The recorded mean concentration of Ni (117.80 mg/kg) was higher than the soil background value of Wuhan, Hubei province and China. In addition, the mean value of Ni (117.80 mg/kg) was above the permissible limit of FAO/ISRIC (2004) (100 mg/kg), WHO /FAO (2001), whereas below the permissible limit of USEPA (1983) (500 mg/kg). The highest value of Cu was recorded at Dujiatian (farmland), whereas the lowest was obtained from the soil of Tangjiawan site (grassland soil). According to the obtained result, the mean concentration of Cu recorded was below the permissible limit of FAO/ISRIC (2004), WHO/FAO (2001), USEPA (1983) and China (Table 2). However, the individual result of each site indicated that the concentration of Cu at Dujiatian site exceeded the permissible limit of FAO/ISRIC (2004), WHO/FAO (2001) and USEPA (1983). As compared to the other studies the mean concentration value of Cu (60.73 mg/kg)was less than the finding in Brazil (111.54 mg/kg) [62], Wuhan, China (60.85 mg/kg) [33], Hubei Province, China (386mg/kg), Democratic Republic of Congo (10,320 mg/kg) [67], Iran (100.84 mg/kg) [64], but the result was higher than the findings in soil from Cuba (43.10 mg/kg) [59], Bangladesh (20.6 mg/kg) [11], India (52.72 mg/kg) [61], Tanzania (5.62 mg/kg) [10], Pakistan (18.12 mg/kg) [63], Northern Pakistan (35.28 mg/kg) [66] and in soil along the Chao River in China (46.5 mg/kg) [65].
The highest value of As was recorded at Zhulinyuan site from a barren land, whereas the lowest was recorded at Hanjiafan from a paddy field. The mean concentration result of As was higher than soil background values of Wuhan and Hubei province (Table 2). The average concentration of As recorded was below the permissible limit of USEPA (1983). However, the individual result of each site indicated that the concentrations of As in samples from Fengdouhu, Changdi, Zhulinyuan, Zhoujiawan and Zhujiashan sites were above the soil background value of China (30 mg/kg). The mean comparison of As concentration of this study with the other studies are presented in Table 4.

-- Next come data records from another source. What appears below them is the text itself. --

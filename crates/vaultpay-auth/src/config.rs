//! Authentication configuration
//!
//! Token lifetimes, the signing secret, token cache tuning and the optional
//! remote identity service.

use serde::{Deserialize, Serialize};
use std::time::Duration;

/// Main authentication configuration
#[derive(Debug, Clone, Default, Serialize, Deserialize)]
#[serde(default)]
pub struct AuthConfig {
    /// Token signing configuration
    pub token: TokenConfig,
    /// Token cache configuration
    pub cache: CacheConfig,
    /// Per-client request limits on the token endpoints
    pub rate_limit: RateLimitConfig,
    /// Resolve access tokens through a remote identity service instead of
    /// verifying them locally
    pub identity: Option<IdentityConfig>,
}

/// Access and refresh token configuration
#[derive(Debug, Clone, Serialize, Deserialize)]
#[serde(default)]
pub struct TokenConfig {
    /// Secret key for HMAC-SHA256 signing (should be at least 256 bits)
    pub secret: String,
    /// Access token lifetime
    #[serde(with = "humantime_serde")]
    pub access_token_lifetime: Duration,
    /// Refresh token lifetime
    #[serde(with = "humantime_serde")]
    pub refresh_token_lifetime: Duration,
    /// Refresh token length in random bytes
    pub refresh_token_length: usize,
    /// Deadline for each credential store call
    #[serde(with = "humantime_serde")]
    pub store_timeout: Duration,
}

impl Default for TokenConfig {
    fn default() -> Self {
        Self {
            secret: String::new(), // Must be set in production
            access_token_lifetime: Duration::from_secs(75 * 60), // 75 minutes
            refresh_token_lifetime: Duration::from_secs(30 * 24 * 60 * 60), // 30 days
            refresh_token_length: 32,
            store_timeout: Duration::from_secs(3),
        }
    }
}

/// Token cache configuration
#[derive(Debug, Clone, Serialize, Deserialize)]
#[serde(default)]
pub struct CacheConfig {
    /// Longest time a resolved token stays cached
    #[serde(with = "humantime_serde")]
    pub freshness: Duration,
    /// Sweep interval; half the freshness window when unset
    #[serde(with = "humantime_serde", skip_serializing_if = "Option::is_none")]
    pub sweep_interval: Option<Duration>,
}

impl Default for CacheConfig {
    fn default() -> Self {
        Self {
            freshness: Duration::from_secs(5 * 60),
            sweep_interval: None,
        }
    }
}

impl CacheConfig {
    /// Effective sweep interval
    pub fn sweep_interval(&self) -> Duration {
        self.sweep_interval.unwrap_or(self.freshness / 2)
    }
}

/// Rate limiting configuration
#[derive(Debug, Clone, Serialize, Deserialize)]
#[serde(default)]
pub struct RateLimitConfig {
    /// Enable rate limiting
    pub enabled: bool,
    /// Requests allowed per client address per window
    pub requests_per_window: u32,
    /// Window duration
    #[serde(with = "humantime_serde")]
    pub window: Duration,
}

impl Default for RateLimitConfig {
    fn default() -> Self {
        Self {
            enabled: true,
            requests_per_window: 100,
            window: Duration::from_secs(1),
        }
    }
}

/// Remote identity service used to resolve access tokens to a profile
#[derive(Debug, Clone, Serialize, Deserialize)]
pub struct IdentityConfig {
    /// Profile endpoint, called with the access token as a bearer credential
    pub profile_url: String,
    /// Request deadline
    #[serde(with = "humantime_serde", default = "default_identity_timeout")]
    pub timeout: Duration,
}

fn default_identity_timeout() -> Duration {
    Duration::from_secs(3)
}

impl AuthConfig {
    /// Create configuration from environment variables
    pub fn from_env() -> Self {
        let mut config = Self::default();

        if let Ok(secret) = std::env::var("TOKEN_SECRET").or_else(|_| std::env::var("JWT_SECRET_KEY")) {
            config.token.secret = secret;
        }
        if let Some(ttl) = env_duration("TOKEN_TTL") {
            config.token.access_token_lifetime = ttl;
        }
        if let Some(ttl) = env_duration("REFRESH_TOKEN_TTL") {
            config.token.refresh_token_lifetime = ttl;
        }
        if let Some(ttl) = env_duration("TOKEN_CACHE_TTL") {
            config.cache.freshness = ttl;
        }
        if let Some(limit) = std::env::var("RATE_LIMIT").ok().and_then(|v| v.parse().ok()) {
            config.rate_limit.requests_per_window = limit;
        }
        if let Ok(url) = std::env::var("IDENTITY_PROFILE_URL") {
            config.identity = Some(IdentityConfig {
                profile_url: url,
                timeout: default_identity_timeout(),
            });
        }

        config
    }

    /// Validate the configuration
    pub fn validate(&self) -> Result<(), Vec<String>> {
        let mut errors = Vec::new();

        if self.token.secret.is_empty() {
            errors.push("Token secret must be set".to_string());
        } else if self.token.secret.len() < 32 {
            errors.push("Token secret should be at least 256 bits (32 bytes)".to_string());
        }

        if self.token.access_token_lifetime.is_zero() {
            errors.push("Access token lifetime must be positive".to_string());
        }
        if self.token.refresh_token_lifetime.is_zero() {
            errors.push("Refresh token lifetime must be positive".to_string());
        }
        if self.token.store_timeout.is_zero() {
            errors.push("Credential store timeout must be positive".to_string());
        }
        if self.token.refresh_token_length < 16 {
            errors.push("Refresh token length should be at least 128 bits (16 bytes)".to_string());
        }

        if self.cache.freshness.is_zero() {
            errors.push("Token cache freshness must be positive".to_string());
        }
        if self.cache.sweep_interval().is_zero() {
            errors.push("Token cache sweep interval must be positive".to_string());
        }

        if self.rate_limit.enabled {
            if self.rate_limit.requests_per_window == 0 {
                errors.push("Rate limit must allow at least one request per window".to_string());
            }
            if self.rate_limit.window.is_zero() {
                errors.push("Rate limit window must be positive".to_string());
            }
        }

        if let Some(identity) = &self.identity {
            if identity.profile_url.is_empty() {
                errors.push("Identity profile URL must not be empty".to_string());
            }
        }

        if errors.is_empty() {
            Ok(())
        } else {
            Err(errors)
        }
    }
}

fn env_duration(key: &str) -> Option<Duration> {
    std::env::var(key)
        .ok()
        .and_then(|s| humantime_serde::re::humantime::parse_duration(&s).ok())
}

#[cfg(test)]
mod tests {
    use super::*;

    #[test]
    fn test_default_config() {
        let config = AuthConfig::default();
        assert_eq!(config.token.access_token_lifetime, Duration::from_secs(75 * 60));
        assert_eq!(config.token.refresh_token_lifetime, Duration::from_secs(30 * 24 * 3600));
        assert_eq!(config.token.refresh_token_length, 32);
        assert_eq!(config.token.store_timeout, Duration::from_secs(3));
        assert_eq!(config.cache.sweep_interval(), Duration::from_secs(150));
        assert!(config.identity.is_none());
        assert!(config.rate_limit.enabled);
        assert_eq!(config.rate_limit.requests_per_window, 100);
        assert_eq!(config.rate_limit.window, Duration::from_secs(1));
    }

    #[test]
    fn test_config_validation_missing_secret() {
        let config = AuthConfig::default();
        assert!(config.validate().is_err());
    }

    #[test]
    fn test_config_validation_short_secret() {
        let mut config = AuthConfig::default();
        config.token.secret = "short".to_string();
        let errors = config.validate().unwrap_err();
        assert!(errors[0].contains("32 bytes"));
    }

    #[test]
    fn test_config_validation_valid() {
        let mut config = AuthConfig::default();
        config.token.secret = "a".repeat(32);
        assert!(config.validate().is_ok());
    }

    #[test]
    fn test_explicit_sweep_interval() {
        let cache = CacheConfig {
            freshness: Duration::from_secs(60),
            sweep_interval: Some(Duration::from_secs(5)),
        };
        assert_eq!(cache.sweep_interval(), Duration::from_secs(5));
    }

    #[test]
    fn test_humantime_durations_deserialize() {
        let json = r#"{"token":{"secret":"s","access_token_lifetime":"10m"},"cache":{"freshness":"1m"}}"#;
        let config: AuthConfig = serde_json::from_str(json).unwrap();
        assert_eq!(config.token.access_token_lifetime, Duration::from_secs(600));
        assert_eq!(config.token.refresh_token_lifetime, Duration::from_secs(30 * 24 * 3600));
        assert_eq!(config.cache.freshness, Duration::from_secs(60));
    }
}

The obtained mean concentrations of Sb (0.58 mg/kg) was lower than the soil background value of Hubei (1.65 mg/kg) and China (10 mg/kg). The mean result of Sb in this study was lower than the finding from Brazil (13.81 mg/kg) [62], whereas higher than the finding from Iran (0.22, 0.21 mg/kg) [64]. The maximum value of Cd was recorded in the sample from Zhujiashan from a greenhouse, whereas the lowest was recorded at Tangjiawan from barren land. The mean concentration of Cd (15.44 mg/kg) was above the soil background values of Wuhan, Hubei Province and China. In addition the concentration of Cd in this study passes the permissible limit of FAO/ISRIC (2004), WHO/FAO (2001) USEPA (1983). In comparison to the other studies the concentration of Cd for this study was lower than the finding of [62] (13.81 mg/kg) and [67] (49 mg/kg) (Table 4).

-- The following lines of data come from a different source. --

//! Token Cache
//!
//! In-memory index from access-token string to resolved claims. Purely a
//! performance layer: a miss falls back to full verification, and `get`
//! never returns an entry at or past its expiry even if the sweeper has not
//! run yet.

use chrono::{DateTime, Duration, Utc};
use std::collections::HashMap;
use std::sync::Arc;
use tokio::sync::RwLock;
use tokio::task::JoinHandle;
use tracing::debug;

use crate::config::CacheConfig;
use crate::types::{CachedTokenEntry, TokenClaims};

const MIN_SWEEP_INTERVAL: std::time::Duration = std::time::Duration::from_millis(10);

/// Shared token cache guarded by a single reader/writer lock
#[derive(Clone)]
pub struct TokenCache {
    entries: Arc<RwLock<HashMap<String, CachedTokenEntry>>>,
    freshness: std::time::Duration,
}

impl TokenCache {
    /// Create a cache whose entries live at most `freshness`
    pub fn new(freshness: std::time::Duration) -> Self {
        Self {
            entries: Arc::new(RwLock::new(HashMap::new())),
            freshness,
        }
    }

    pub fn from_config(config: &CacheConfig) -> Self {
        Self::new(config.freshness)
    }

    /// Look up a token
    pub async fn get(&self, token: &str) -> Option<TokenClaims> {
        self.get_at(token, Utc::now()).await
    }

    /// Look up a token as of `now`
    pub async fn get_at(&self, token: &str, now: DateTime<Utc>) -> Option<TokenClaims> {
        let entries = self.entries.read().await;
        entries
            .get(token)
            .filter(|entry| now < entry.expires_at)
            .map(|entry| entry.claims.clone())
    }

    /// Insert or overwrite an entry
    pub async fn put(&self, entry: CachedTokenEntry) {
        self.entries.write().await.insert(entry.token.clone(), entry);
    }

    /// Cache resolved claims. The entry expires at the token's own expiry or
    /// after the freshness window, whichever comes first.
    pub async fn insert(&self, token: &str, claims: &TokenClaims) {
        self.insert_at(token, claims, Utc::now()).await
    }

    pub async fn insert_at(&self, token: &str, claims: &TokenClaims, now: DateTime<Utc>) {
        let token_expiry = claims.expires_at();
        let expires_at = Duration::from_std(self.freshness)
            .ok()
            .and_then(|window| now.checked_add_signed(window))
            .map_or(token_expiry, |fresh_until| fresh_until.min(token_expiry));

        self.put(CachedTokenEntry {
            token: token.to_string(),
            claims: claims.clone(),
            expires_at,
        })
        .await
    }

    /// Remove every expired entry; returns how many were removed
    pub async fn sweep(&self) -> usize {
        self.sweep_at(Utc::now()).await
    }

    pub async fn sweep_at(&self, now: DateTime<Utc>) -> usize {
        let mut entries = self.entries.write().await;
        let before = entries.len();
        entries.retain(|_, entry| now < entry.expires_at);
        before - entries.len()
    }

    /// Number of entries, including expired ones not yet swept
    pub async fn len(&self) -> usize {
        self.entries.read().await.len()
    }

    pub async fn is_empty(&self) -> bool {
        self.entries.read().await.is_empty()
    }

    /// Start the background sweeper. The task stops when the returned
    /// handle is dropped or shut down.
    pub fn spawn_sweeper(&self, interval: std::time::Duration) -> SweeperHandle {
        let cache = self.clone();
        let period = interval.max(MIN_SWEEP_INTERVAL);

        let handle = tokio::spawn(async move {
            let mut ticker = tokio::time::interval(period);
            ticker.set_missed_tick_behavior(tokio::time::MissedTickBehavior::Delay);
            loop {
                ticker.tick().await;
                let removed = cache.sweep().await;
                if removed > 0 {
                    debug!(removed, "Swept expired token cache entries");
                }
            }
        });

        SweeperHandle { handle: Some(handle) }
    }
}

/// Owns a background sweeper task
pub struct SweeperHandle {
    pub(crate) handle: Option<JoinHandle<()>>,
}

impl SweeperHandle {
    /// Stop the sweeper and wait for the task to finish
    pub async fn shutdown(mut self) {
        if let Some(handle) = self.handle.take() {
            handle.abort();
            let _ = handle.await;
        }
    }

    pub fn is_running(&self) -> bool {
        self.handle.as_ref().is_some_and(|h| !h.is_finished())
    }
}

impl Drop for SweeperHandle {
    fn drop(&mut self) {
        if let Some(handle) = &self.handle {
            handle.abort();
        }
    }
}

The mean concentration of Zn for this was lower than the soil background value of Wuhan, Hubei and China. As compared to the permissible limit of FAO/ISRIC (2004) (500 mg/kg), WHO/FAO (2001) (300 mg/kg), USEPA (1983) (500 mg/kg) and China 250 mg/kg the mean concentration of Zn in this study was lower.
The mean result of Hg was higher than the soil background value of Wuhan, Hubei Province and China (Table 2), but below, however, the permissible limits of FAO/ISRIC (2004), WHO/FAO (2001) and USEPA (1983). However, the result of the individual site indicated that sample from Dujiatian farm (1.13 mg/kg) exceeded the permissible limit of WHO/FAO (2001) (1 mg/kg). In comparison to the other studies, the obtained mean concentration of Hg was lower than the finding of in soil from Cuba [59], Bangladesh [60], Brazil [62], Iran [64] and soil along the Chao River in China [65].

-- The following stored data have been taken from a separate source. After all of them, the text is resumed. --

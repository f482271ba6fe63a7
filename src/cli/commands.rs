// ============================================================
// Layer 1 — CLI Commands and Arguments
// ============================================================
// Defines the two subcommands: `preview` and `split`
// and all their configurable flags.
//
// Reference: Rust Book §12 (Building a CLI Program)

use clap::{Args, Subcommand};

use crate::application::preview_use_case::PreviewConfig;
use crate::application::split_use_case::SplitConfig;
use crate::data::splitter::DEFAULT_TEST_SIZE;

/// The two top-level subcommands available to the user
#[derive(Subcommand, Debug)]
pub enum Commands {
    /// Print the first few labeled reviews
    Preview(PreviewArgs),

    /// Load, label, and split reviews into train/test indices
    Split(SplitArgs),
}

/// Arguments for the `preview` command
#[derive(Args, Debug)]
pub struct PreviewArgs {
    /// Gzip-compressed JSON-lines review file
    #[arg(long, default_value = "data/reviews_Video_Games_5.json.gz")]
    pub data_path: String,

    /// How many lines to read from the top of the file
    #[arg(long, default_value_t = 1)]
    pub max_lines: usize,
}

impl From<PreviewArgs> for PreviewConfig {
    fn from(a: PreviewArgs) -> Self {
        PreviewConfig {
            data_path: a.data_path,
            max_lines: a.max_lines,
        }
    }
}

/// Arguments for the `split` command
#[derive(Args, Debug)]
pub struct SplitArgs {
    /// Gzip-compressed JSON-lines review file
    #[arg(long, default_value = "data/reviews_Video_Games_5.json.gz")]
    pub data_path: String,

    /// Maximum number of reviews to load
    #[arg(long, default_value_t = 10_000)]
    pub max_lines: usize,

    /// Fraction of rows held out for testing
    #[arg(long, default_value_t = DEFAULT_TEST_SIZE)]
    pub test_size: f64,

    /// Seed for a reproducible shuffle
    #[arg(long)]
    pub seed: Option<u64>,

    /// Print the full split (indices and labels) as JSON
    #[arg(long)]
    pub json: bool,
}

/// Convert CLI SplitArgs into the application-layer SplitConfig.
/// The application layer never sees clap types.
impl From<&SplitArgs> for SplitConfig {
    fn from(a: &SplitArgs) -> Self {
        SplitConfig {
            data_path: a.data_path.clone(),
            max_lines: a.max_lines,
            test_size: a.test_size,
            seed:      a.seed,
        }
    }
}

The mean concentration of Pb was below the recommended value of FAO/ISRIC (2004) and USEPA (1983), however, above the permissible limit of WHO/FAO (2001) (Table 2). The concentration of Pb in samples from Changdi, Zhujiashan, Zhulinyuan, Lishuwan, Xinyang, Bomogang and Tianjiaxiaowan site exceeded the soil background value of China (80 mg/kg) (Table 2).

3.3. Relationships of Trace Elements and Selected Soil Properties (pH and TOC)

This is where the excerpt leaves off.